Model serving, feature stores, training pipelines, and GPU orchestration.

Concepts

Model Serving & InferenceP0

Model serving is the infrastructure that takes a trained ML model and exposes it as a low-latency, high-throughput prediction endpoint. At scale, serving must handle batching, GPU memory management, model versioning, and graceful rollouts -- problems that look nothing like training.

Feature StoresP1

A feature store is a centralized platform for defining, storing, and serving ML features consistently across training and inference.

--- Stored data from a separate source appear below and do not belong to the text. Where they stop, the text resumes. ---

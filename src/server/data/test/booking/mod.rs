use crate::server::data::booking::BookingRepository;
use entity::sea_orm_active_enums::BookingStatus;
use sea_orm::DbErr;
use test_utils::{builder::TestBuilder, factory};

mod find_shared_trip_booking;
mod get_for_driver_paginated;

It solves the train-serve skew problem by ensuring the exact same feature transformation logic produces data for both offline model training and online prediction.

Training PipelinesP1

ML training pipelines orchestrate the end-to-end workflow from raw data to a validated model artifact: data ingestion, preprocessing, feature engineering, distributed training, hyperparameter tuning, evaluation, and model registration. Reproducibility, idempotency, and efficient GPU utilization are the key engineering challenges.

GPU OrchestrationP1

GPU orchestration manages the scheduling, allocation, and lifecycle of GPU resources across training and inference workloads. Unlike CPU workloads, GPUs are expensive ($2-$30/hour per GPU), scarce, and require topology-aware scheduling to maximize interconnect bandwidth between co-located GPUs.

ML Model RegistryP1

An ML model registry is a centralized store for versioned model artifacts, metadata, and lifecycle state. It is the 'source of truth' that connects training pipelines to serving infrastructure, enabling reproducibility, auditability, and governance across the model lifecycle from experiment to production to retirement.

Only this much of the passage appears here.